A C E F G H I J L M N O P R S T U V

Congruence

Many NLP practitioner try to be congruent. Congruence means that how people feel is in line with what they say. Although congruence is, at times, important as people tends to dismiss your message if you are incongruent.  At the same time, being incongruent on purpose often works wonders too. So the correct application of NLP entails both.

Rough consistency. – It is considered a mark of great distinction when people say ‘he is a character!’ – which means no more than that he exhibits a rough consistency, a consistency apparent even to the dullest eye! But when a subtler and profounder spirit reigns and is consistent in its more elevated manner, the spectators deny the existence of character. That is why statesmen with cunning usually act out their comedy beneath a cloak of rough consistency.

Daybreak paragraph 182

Hint for party leaders. – If you can bring people to declare themselves in favor of something publicly you have usually also brought them to declare themselves in favor of it inwardly; they want to be regarded as consistent.

Human, All Too Human, part 1, paragraph 548

Consciousness

Who we are is mainly how we subjectively experience ourselves in our conscious mind. Nevertheless, we know that the most of what we do and think is processed in our unconsciousness. Within NLP we make sure that our unconsciousness is programmed the way we want so that we can become more conscious of the great moments of life.

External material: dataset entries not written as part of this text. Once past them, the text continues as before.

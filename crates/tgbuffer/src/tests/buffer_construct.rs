use alloc::{
    borrow::ToOwned,
    string::{String, ToString},
    vec,
    vec::Vec,
};
use core::cell::Cell;

use rstest::rstest;

use crate::{
    Buffer, BufferError, BufferJson, Encoding, MAX_LENGTH, Primitive, Source, Text, TextOptions,
    ToPrimitive,
};

#[test]
fn from_string_indexes_bytes() {
    let buf = Buffer::from_source("abc").unwrap();
    assert_eq!(buf.len(), 3);
    assert_eq!(buf[0], 97);
    assert_eq!(buf[1], 98);
    assert_eq!(buf[2], 99);
}

#[test]
fn from_array_masks_elements() {
    let buf = Buffer::from_source(&[97.0, 98.0, 355.0, -1.0, 1.9][..]).unwrap();
    assert_eq!(&buf[..], [97, 98, 99, 255, 1]);
}

#[test]
fn mutation_is_visible_in_decoded_text() {
    let mut buf = Buffer::from_source("abc").unwrap();
    buf[2] += 10;
    assert_eq!(buf.to_string(), "abm");
}

#[test]
fn construction_copies_byte_views() {
    let mut backing = vec![1u8, 2, 3];
    let buf = Buffer::from_source(&backing).unwrap();
    backing[0] = 9;
    assert_eq!(&buf[..], [1, 2, 3]);

    let copy = Buffer::from_source(&buf).unwrap();
    let mut slice = copy.slice(0, None);
    slice[1] = 7;
    assert_eq!(&copy[..], [1, 2, 3]);
}

#[test]
fn subarray_borrows_the_same_bytes() {
    let mut buf = Buffer::from_source("hello").unwrap();
    buf.subarray_mut(1, Some(-1)).fill(b'-');
    assert_eq!(buf.to_string(), "h---o");
    assert_eq!(buf.subarray(-2, None), b"-o");
}

#[test]
fn from_json_object() {
    let json = BufferJson::new(vec![1.0, 2.0, 3.0]);
    let buf = Buffer::from_source(&json).unwrap();
    assert_eq!(&buf[..], [1, 2, 3]);
    assert_eq!(buf.to_json(), json);
}

#[test]
fn from_json_masks_data() {
    let json = BufferJson::new(vec![256.0, -1.0, 513.0, 1.5, -1.5, f64::NAN]);
    assert_eq!(&Buffer::from_json(&json).unwrap()[..], [0, 255, 1, 1, 255, 0]);
}

#[test]
fn from_json_requires_buffer_tag() {
    let json = BufferJson {
        kind: "Uint8Array".to_owned(),
        data: vec![1.0],
    };
    assert_eq!(
        Buffer::from_source(&json),
        Err(BufferError::UnsupportedInputType("object"))
    );
}

#[test]
fn from_number_is_rejected() {
    assert!(matches!(
        Buffer::from_source(5.0),
        Err(BufferError::ArgumentType(_))
    ));
}

#[rstest]
#[case(Source::Null, "null")]
#[case(Source::Bool(true), "boolean")]
fn unsupported_inputs(#[case] source: Source<'static>, #[case] kind: &'static str) {
    assert_eq!(
        Buffer::from_source(source),
        Err(BufferError::UnsupportedInputType(kind))
    );
}

#[rstest]
#[case(None, None, &[1, 2, 3, 4])]
#[case(Some(1), None, &[2, 3, 4])]
#[case(Some(1), Some(2), &[2, 3])]
#[case(Some(4), None, &[])]
#[case(Some(4), Some(0), &[])]
fn from_array_buffer_windows(
    #[case] byte_offset: Option<usize>,
    #[case] length: Option<usize>,
    #[case] expected: &[u8],
) {
    let region = [1u8, 2, 3, 4];
    let buf = Buffer::from_source(Source::ArrayBuffer {
        bytes: &region,
        byte_offset,
        length,
    })
    .unwrap();
    assert_eq!(&buf[..], expected);
}

#[rstest]
#[case(Some(5), None, "\"offset\" is outside of buffer bounds")]
#[case(Some(2), Some(3), "\"length\" is outside of buffer bounds")]
#[case(None, Some(5), "\"length\" is outside of buffer bounds")]
fn from_array_buffer_out_of_bounds(
    #[case] byte_offset: Option<usize>,
    #[case] length: Option<usize>,
    #[case] message: &'static str,
) {
    let region = [1u8, 2, 3, 4];
    assert_eq!(
        Buffer::from_array_buffer(&region, byte_offset, length),
        Err(BufferError::OutOfBounds(message))
    );
}

#[rstest]
#[case("aGVsbG8gd29ybGQ=", Encoding::Base64, b"hello world")]
#[case("aGVsbG8gd29ybGQ", Encoding::Base64, b"hello world")]
#[case("68656c6c6f", Encoding::Hex, b"hello")]
#[case("68656c6cZZ6f", Encoding::Hex, b"hell")]
#[case("1z", Encoding::Hex, &[0x01])]
#[case("ab1z", Encoding::Hex, &[0xAB, 0x01])]
#[case(" f-1", Encoding::Hex, &[0x0F, 0xFF])]
#[case("abc", Encoding::Hex, &[0xAB])]
#[case("h\u{e9}", Encoding::Latin1, b"h\xE9")]
#[case("h\u{e9}", Encoding::Utf8, b"h\xC3\xA9")]
#[case("hi", Encoding::Utf16Le, b"h\0i\0")]
fn from_text_per_encoding(#[case] text: &str, #[case] encoding: Encoding, #[case] expected: &[u8]) {
    let buf = Buffer::from_source(Source::Str(text.into(), Some(encoding))).unwrap();
    assert_eq!(&buf[..], expected);
}

#[test]
fn surrogate_pairs_roundtrip() {
    let s = "\u{1F638}\u{1F4AD}\u{1F44D}";
    let buf = Buffer::from_text(s, Encoding::Utf8).unwrap();
    assert_eq!(buf.len(), 12);
    assert_eq!(buf.to_string(), s);
}

#[test]
fn lone_surrogate_code_units_encode_as_replacement() {
    let units = [0x61u16, 0xD83D, 0x62];
    let buf = Buffer::from_text(Text::Utf16(&units), Encoding::Utf8).unwrap();
    assert_eq!(&buf[..], b"a\xEF\xBF\xBDb");
}

#[test]
fn malformed_utf8_decodes_one_replacement_per_byte() {
    let buf = Buffer::from(&[0xFFu8][..]);
    assert_eq!(buf.to_string(), "\u{FFFD}");
    let buf = Buffer::from(&[0xE2u8, 0x82, 0x61][..]);
    assert_eq!(buf.to_string(), "\u{FFFD}\u{FFFD}a");
}

struct Wrapped {
    value: &'static str,
    calls: Cell<usize>,
}

impl ToPrimitive for Wrapped {
    fn to_primitive(&self) -> Primitive {
        self.calls.set(self.calls.get() + 1);
        Primitive::String(self.value.to_string())
    }
}

#[test]
fn coercion_hook_runs_once() {
    let wrapped = Wrapped {
        value: "caf\u{e9}",
        calls: Cell::new(0),
    };
    let buf = Buffer::from_source(Source::Coercible(&wrapped)).unwrap();
    assert_eq!(buf.to_string(), "caf\u{e9}");
    assert_eq!(wrapped.calls.get(), 1);
}

struct Nothing;

impl ToPrimitive for Nothing {
    fn to_primitive(&self) -> Primitive {
        Primitive::Null
    }
}

#[test]
fn coercion_to_unsupported_value_fails() {
    assert_eq!(
        Buffer::from_source(Source::Coercible(&Nothing)),
        Err(BufferError::UnsupportedInputType("null"))
    );
}

#[test]
fn alloc_has_requested_length() {
    assert_eq!(Buffer::alloc(0).unwrap().len(), 0);
    let buf = Buffer::alloc(5).unwrap();
    assert_eq!(&buf[..], [0; 5]);
    assert_eq!(
        Buffer::alloc(MAX_LENGTH + 1),
        Err(BufferError::OutOfBounds("the value is invalid for option \"size\""))
    );
}

#[test]
fn alloc_filled_with_pattern() {
    let buf = Buffer::alloc_filled(5, "ab", None).unwrap();
    assert_eq!(&buf[..], b"ababa");
    let buf = Buffer::alloc_filled(4, "6162", Some(Encoding::Hex)).unwrap();
    assert_eq!(&buf[..], b"abab");
    let buf = Buffer::alloc_filled(3, 0x101, None).unwrap();
    assert_eq!(&buf[..], [1, 1, 1]);
}

#[rstest]
#[case("hello", Some(Encoding::Ascii), 5)]
#[case("\u{1F638}", Some(Encoding::Utf8), 4)]
#[case("\u{1F638}", None, 4)]
#[case("\u{1F638}", Some(Encoding::Utf16Le), 4)]
#[case("\u{1F638}", Some(Encoding::Latin1), 2)]
#[case("abcdef", Some(Encoding::Hex), 3)]
#[case("aGk=", Some(Encoding::Base64), 2)]
fn byte_length_of_text(
    #[case] text: &str,
    #[case] encoding: Option<Encoding>,
    #[case] expected: usize,
) {
    assert_eq!(Buffer::byte_length(text, encoding).unwrap(), expected);
}

#[test]
fn byte_length_of_bytes_ignores_encoding() {
    let bytes = [1u8, 2, 3];
    assert_eq!(Buffer::byte_length(&bytes, Some(Encoding::Hex)).unwrap(), 3);
    let buf = Buffer::alloc(7).unwrap();
    assert_eq!(Buffer::byte_length(&buf, None).unwrap(), 7);
}

#[test]
fn byte_length_of_other_values_fails() {
    let err = Buffer::byte_length(1.0, None).unwrap_err();
    assert!(matches!(err, BufferError::ArgumentType(ref msg) if msg.ends_with("Received type number")));
}

#[test]
fn to_text_ranges() {
    let buf = Buffer::from_source("hello").unwrap();
    let text = |start, end| {
        buf.to_text(TextOptions {
            start,
            end,
            ..Default::default()
        })
    };
    assert_eq!(text(Some(1), Some(3)), "el");
    assert_eq!(text(Some(3), None), "lo");
    assert_eq!(text(None, Some(99)), "hello");
    assert_eq!(text(Some(9), None), "");
    assert_eq!(text(Some(3), Some(2)), "");
}

#[test]
fn to_text_per_encoding() {
    let buf = Buffer::from(&b"\x00\xFFhi"[..]);
    let decoded: Vec<String> = Encoding::ALL
        .iter()
        .map(|&e| buf.to_text(TextOptions::encoding(e)))
        .collect();
    assert_eq!(
        decoded,
        [
            "\0\u{7f}hi",
            "\0\u{FFFD}hi",
            "\0\u{ff}hi",
            "AP9oaQ==",
            "\u{ff00}\u{6968}",
            "00ff6869",
        ]
    );
}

Consciousness. — Consciousness is the last and latest development of the organic, and consequently also the most unfinished and least powerful of these developments. Innumerable mistakes originate out of consciousness, which, “in spite of fate”, as Homer says, cause an animal or a man to break down earlier than might be necessary. If the conserving bond of the instincts were not very much more powerful, it would not generally serve as a regulator: by perverse judging and dreaming with open eyes, by superficiality and credulity, in short, just by consciousness, mankind would necessarily have broken down : or rather, without the former there would long ago have been nothing more of the latter! Before a function is fully formed and matured, it is a danger to the organism: all the better if it be then thoroughly tyrannized over! Consciousness is thus thoroughly tyrannized over — and not least by the pride in it ! It is thought that here is the quintessence of man ; that which is enduring, eternal, ultimate, and most original in him! Consciousness is regarded as a fixed, given magnitude ! Its growth and intermittences are denied! It is accepted as the “unity of the organism”! — This ludicrous overvaluation and misconception of consciousness has as its result the great utility that a too rapid maturing of it has thereby been hindered. Because men believed they already possessed consciousness, they gave themselves very little trouble to acquire it— and even now it is not otherwise! It is still an entirely new problem just dawning on the human eye, and hardly yet plainly recognizable: to embody knowledge in ourselves and make it instinctive,— a problem which is only seen by those who have grasped the fact that hitherto our errors alone have been embodied in us, and that all our consciousness is relative to errors!